Aim of the exercise:
One number is the whole answer: how many lines of the material hold "entry".

Data provided:
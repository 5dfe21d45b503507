//! Store metrics.
//!
//! Totals are atomics. Per-source figures sit behind their own mutex, which no
//! book lock ever waits on.

use parking_lot::Mutex;
use serde::Serialize;
use std::collections::HashMap;
use std::sync::atomic::{AtomicU64, Ordering};
use std::time::{Duration, Instant};

#[cfg(feature = "metrics")]
use metrics::{counter, histogram};

#[derive(Debug, Default)]
struct SourceMetrics {
    avg_latency_us: f64,
    processed: u64,
    first_update: Option<Instant>,
}

#[derive(Debug)]
pub(crate) struct StoreMetrics {
    processed: AtomicU64,
    dropped: AtomicU64,
    lock_contentions: AtomicU64,
    lock_wait_time_ns: AtomicU64,
    callback_failures: AtomicU64,
    allocation_failures: AtomicU64,
    contention_threshold: Duration,
    ema_alpha: f64,
    sources: Mutex<HashMap<String, SourceMetrics>>,
}

impl StoreMetrics {
    pub(crate) fn new(contention_threshold: Duration, ema_alpha: f64) -> Self {
        Self {
            processed: AtomicU64::new(0),
            dropped: AtomicU64::new(0),
            lock_contentions: AtomicU64::new(0),
            lock_wait_time_ns: AtomicU64::new(0),
            callback_failures: AtomicU64::new(0),
            allocation_failures: AtomicU64::new(0),
            contention_threshold,
            ema_alpha,
            sources: Mutex::new(HashMap::new()),
        }
    }

    pub(crate) fn register_source(&self, source: &str) {
        self.sources.lock().entry(source.to_string()).or_default();
    }

    pub(crate) fn record_dropped(&self, symbol: &str) {
        self.dropped.fetch_add(1, Ordering::Relaxed);
        #[cfg(feature = "metrics")]
        counter!("marketcore_updates_dropped_total", "symbol" => symbol.to_string()).increment(1);
        #[cfg(not(feature = "metrics"))]
        let _ = symbol;
    }

    pub(crate) fn record_callback_failure(&self) {
        self.callback_failures.fetch_add(1, Ordering::Relaxed);
    }

    pub(crate) fn record_allocation_failure(&self) {
        self.allocation_failures.fetch_add(1, Ordering::Relaxed);
    }

    /// Records one applied update and its end-to-end processing time.
    pub(crate) fn record_processed(&self, source: &str, elapsed: Duration) {
        self.processed.fetch_add(1, Ordering::Relaxed);
        if elapsed > self.contention_threshold {
            self.lock_contentions.fetch_add(1, Ordering::Relaxed);
            // Half of an over-threshold update is attributed to waiting.
            self.lock_wait_time_ns
                .fetch_add(elapsed.as_nanos() as u64 / 2, Ordering::Relaxed);
        }

        let sample_us = elapsed.as_secs_f64() * 1_000_000.0;
        {
            let mut sources = self.sources.lock();
            if !sources.contains_key(source) {
                sources.insert(source.to_string(), SourceMetrics::default());
            }
            if let Some(entry) = sources.get_mut(source) {
                entry.avg_latency_us = if entry.processed == 0 {
                    sample_us
                } else {
                    entry.avg_latency_us * (1.0 - self.ema_alpha) + sample_us * self.ema_alpha
                };
                entry.processed += 1;
                entry.first_update.get_or_insert_with(Instant::now);
            }
        }

        #[cfg(feature = "metrics")]
        {
            counter!("marketcore_updates_processed_total", "source" => source.to_string())
                .increment(1);
            histogram!("marketcore_update_latency_us", "source" => source.to_string())
                .record(sample_us);
        }
    }

    pub(crate) fn snapshot(&self) -> MetricsSnapshot {
        let mut snapshot = MetricsSnapshot {
            total_updates_processed: self.processed.load(Ordering::Relaxed),
            total_updates_dropped: self.dropped.load(Ordering::Relaxed),
            lock_contentions: self.lock_contentions.load(Ordering::Relaxed),
            lock_wait_time_ns: self.lock_wait_time_ns.load(Ordering::Relaxed),
            callback_failures: self.callback_failures.load(Ordering::Relaxed),
            allocation_failures: self.allocation_failures.load(Ordering::Relaxed),
            ..MetricsSnapshot::default()
        };

        let sources = self.sources.lock();
        for (name, source) in sources.iter() {
            let throughput = match source.first_update {
                Some(first) => {
                    let secs = first.elapsed().as_secs_f64();
                    if secs > 0.0 {
                        source.processed as f64 / secs
                    } else {
                        0.0
                    }
                }
                None => 0.0,
            };
            snapshot
                .avg_latency_us
                .insert(name.clone(), source.avg_latency_us);
            snapshot.throughput_mps.insert(name.clone(), throughput);
            snapshot
                .updates_by_source
                .insert(name.clone(), source.processed);
        }
        snapshot
    }
}

/// Value copy of the store metrics.
#[derive(Debug, Clone, Default, PartialEq, Serialize)]
pub struct MetricsSnapshot {
    /// Updates applied to a book
    pub total_updates_processed: u64,
    /// Updates for unknown or unsubscribed symbols
    pub total_updates_dropped: u64,
    /// Updates whose processing exceeded the contention threshold
    pub lock_contentions: u64,
    /// Estimated time spent waiting on locks by contended updates
    pub lock_wait_time_ns: u64,
    /// Callbacks that panicked
    pub callback_failures: u64,
    /// Book levels skipped because the entry arena was exhausted
    pub allocation_failures: u64,
    /// Exponential moving average of processing latency per source, in microseconds
    pub avg_latency_us: HashMap<String, f64>,
    /// Updates per second per source since its first update
    pub throughput_mps: HashMap<String, f64>,
    /// Applied updates per source
    pub updates_by_source: HashMap<String, u64>,
}
//! The sync engine: token lifecycle, fetch-and-merge, push-unsynced, and
//! update propagation between the local event store and Google Calendar.
//!
//! All remote work is cooperative async on a single thread; the push queue
//! is processed sequentially and guarded against overlapping passes. Local
//! state is authoritative: remote failures are reported in the returned
//! [`SyncReport`] and never roll back a local mutation.

use chrono::{DateTime, Months, Utc};

use crate::error::{CoreError, StorageError, SyncError};
use crate::event::Event;
use crate::google::CalendarClient;
use crate::storage::{KeyValueStore, Persistence};
use crate::store::EventStore;
use crate::sync::types::{SyncFailure, SyncReport, SyncSession, SyncState};

/// Orchestrates synchronization between an [`EventStore`] and the remote
/// calendar, owning the session state machine and the persistence adapter.
pub struct SyncEngine<K: KeyValueStore> {
    client: CalendarClient,
    persistence: Persistence<K>,
    session: SyncSession,
    push_in_flight: bool,
}

impl<K: KeyValueStore> SyncEngine<K> {
    pub fn new(client: CalendarClient, persistence: Persistence<K>) -> Self {
        Self {
            client,
            persistence,
            session: SyncSession::disconnected(),
            push_in_flight: false,
        }
    }

    pub fn session(&self) -> &SyncSession {
        &self.session
    }

    /// Load the persisted event store. A `ParseFailed` error is non-fatal:
    /// the caller surfaces it and continues with an empty store.
    pub fn load_store(&self) -> Result<EventStore, StorageError> {
        Ok(EventStore::from_events(self.persistence.load_events()?))
    }

    /// The token currently held in durable storage, if any.
    pub fn stored_token(&self) -> Result<Option<String>, StorageError> {
        self.persistence.load_token()
    }

    /// Re-enter `Connected` from a previously persisted token without the
    /// initial fetch. Used by short-lived callers that already merged on
    /// login and only need to push or patch.
    pub fn restore_session(&mut self) -> Result<bool, StorageError> {
        match self.persistence.load_token()? {
            Some(token) => {
                self.session.connect(token);
                Ok(true)
            }
            None => Ok(false),
        }
    }

    /// Login succeeded: persist the token, enter `Connected`, and run the
    /// initial fetch-and-merge. Reconnecting from `TokenExpired` goes
    /// through here as a full reset.
    pub async fn connect(
        &mut self,
        store: &mut EventStore,
        token: String,
    ) -> Result<SyncReport, CoreError> {
        self.session.begin_connect();
        self.persistence.save_token(&token)?;
        self.session.connect(token);
        self.fetch_and_merge(store).await
    }

    /// Startup path: restore a stored session and re-run fetch-and-merge.
    pub async fn resume(&mut self, store: &mut EventStore) -> Result<SyncReport, CoreError> {
        if !self.restore_session()? {
            return Ok(SyncReport::default());
        }
        self.fetch_and_merge(store).await
    }

    /// Explicit logout: forget the token, back to `Disconnected`.
    pub fn disconnect(&mut self) -> Result<(), StorageError> {
        self.persistence.clear_token()?;
        self.session.disconnect();
        Ok(())
    }

    /// Fetch remote events for the sync window (one month back, two months
    /// ahead) and append those not already represented locally. Local
    /// precedence: an event whose remote id is already in the store is
    /// never touched, so remote-side edits after the first merge are not
    /// pulled back down.
    pub async fn fetch_and_merge(
        &mut self,
        store: &mut EventStore,
    ) -> Result<SyncReport, CoreError> {
        let mut report = SyncReport::default();
        let Some(token) = self.session.token().map(str::to_owned) else {
            return Ok(report);
        };

        let (window_start, window_end) = sync_window(Utc::now());
        let fetched = self
            .client
            .fetch_events(&token, window_start, window_end)
            .await;
        match fetched {
            Ok(remote_events) => {
                report.merged = merge_remote(store, remote_events);
                self.persistence.save_events(store.all())?;
            }
            Err(SyncError::TokenExpired) => {
                self.expire()?;
                report.token_expired = true;
            }
            Err(error) => report.failures.push(SyncFailure {
                event_id: None,
                error,
            }),
        }
        Ok(report)
    }

    /// Create remote counterparts for all local-only events, sequentially.
    ///
    /// Each event's `google_event_id` is re-checked at call time (not just
    /// at enqueue time), and the store is re-read after the network call so
    /// the assigned remote id lands on whichever version of the event is
    /// current. Token expiry short-circuits the remaining queue; any other
    /// failure is recorded and the queue continues.
    pub async fn push_unsynced(&mut self, store: &mut EventStore) -> Result<SyncReport, CoreError> {
        let mut report = SyncReport::default();
        if !self.session.is_connected() || self.push_in_flight {
            return Ok(report);
        }

        self.push_in_flight = true;
        let result = self.push_pass(store, &mut report).await;
        self.push_in_flight = false;
        result?;
        Ok(report)
    }

    async fn push_pass(
        &mut self,
        store: &mut EventStore,
        report: &mut SyncReport,
    ) -> Result<(), CoreError> {
        for id in store.unsynced_ids() {
            let Some(token) = self.session.token().map(str::to_owned) else {
                break;
            };
            // Re-check at call time: a prior pass may already have attached
            // a remote id to this event.
            let snapshot = match store.get(&id) {
                Some(event) if event.google_event_id.is_none() => event.clone(),
                _ => continue,
            };

            let created = self.client.create_event(&token, &snapshot).await;
            match created {
                Ok(remote_id) => {
                    // Attach to the current version, which may have been
                    // edited while the request was in flight.
                    if let Some(current) = store.get_mut(&id) {
                        current.google_event_id = Some(remote_id);
                    }
                    report.created += 1;
                }
                Err(SyncError::TokenExpired) => {
                    self.expire()?;
                    report.token_expired = true;
                    break;
                }
                Err(error) => report.failures.push(SyncFailure {
                    event_id: Some(id),
                    error,
                }),
            }
        }
        self.persistence.save_events(store.all())?;
        Ok(())
    }

    /// Add an event: store, write-through, then push when connected.
    pub async fn add_event(
        &mut self,
        store: &mut EventStore,
        event: Event,
    ) -> Result<SyncReport, CoreError> {
        store.add(event)?;
        self.persistence.save_events(store.all())?;
        if self.session.is_connected() {
            self.push_unsynced(store).await
        } else {
            Ok(SyncReport::default())
        }
    }

    /// Update an event: store, write-through, then propagate. Mirrored
    /// events get a best-effort patch; a local-only event goes through the
    /// push pass instead. Remote failure never rolls back the local edit.
    pub async fn update_event(
        &mut self,
        store: &mut EventStore,
        event: Event,
    ) -> Result<SyncReport, CoreError> {
        store.update(event.clone())?;
        self.persistence.save_events(store.all())?;

        let mut report = SyncReport::default();
        if !self.session.is_connected() {
            return Ok(report);
        }

        if let Some(remote_id) = event.google_event_id.clone() {
            let Some(token) = self.session.token().map(str::to_owned) else {
                return Ok(report);
            };
            let patched = self.client.patch_event(&token, &remote_id, &event).await;
            match patched {
                Ok(()) => report.patched += 1,
                Err(SyncError::TokenExpired) => {
                    self.expire()?;
                    report.token_expired = true;
                }
                Err(error) => report.failures.push(SyncFailure {
                    event_id: Some(event.id),
                    error,
                }),
            }
        } else {
            report.absorb(self.push_unsynced(store).await?);
        }
        Ok(report)
    }

    /// Token-expiry transition: clear the persisted token and mark the
    /// session expired. Idempotent -- concurrent observers of the same
    /// expiry converge here without re-triggering sync work.
    fn expire(&mut self) -> Result<(), StorageError> {
        if self.session.state() == SyncState::TokenExpired {
            return Ok(());
        }
        self.persistence.clear_token()?;
        self.session.expire();
        Ok(())
    }
}

/// The fetch window: one month back to two months ahead of `now`. Month
/// arithmetic clamps at month ends (Mar 31 back one month is Feb 28).
pub fn sync_window(now: DateTime<Utc>) -> (DateTime<Utc>, DateTime<Utc>) {
    let start = now.checked_sub_months(Months::new(1)).unwrap_or(now);
    let end = now.checked_add_months(Months::new(2)).unwrap_or(now);
    (start, end)
}

/// Append fetched remote events not already represented locally. Returns
/// the number appended. Events already known under the same remote id are
/// left untouched (local copy wins, even if stale), and a remote id is
/// never added twice even if the batch repeats it.
pub fn merge_remote(store: &mut EventStore, fetched: Vec<Event>) -> usize {
    let mut known = store.remote_ids();
    let mut merged = 0;
    for event in fetched {
        let Some(remote_id) = event.google_event_id.clone() else {
            continue;
        };
        if known.contains(&remote_id) {
            continue;
        }
        if store.add(event).is_ok() {
            known.insert(remote_id);
            merged += 1;
        }
    }
    merged
}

Output below:
7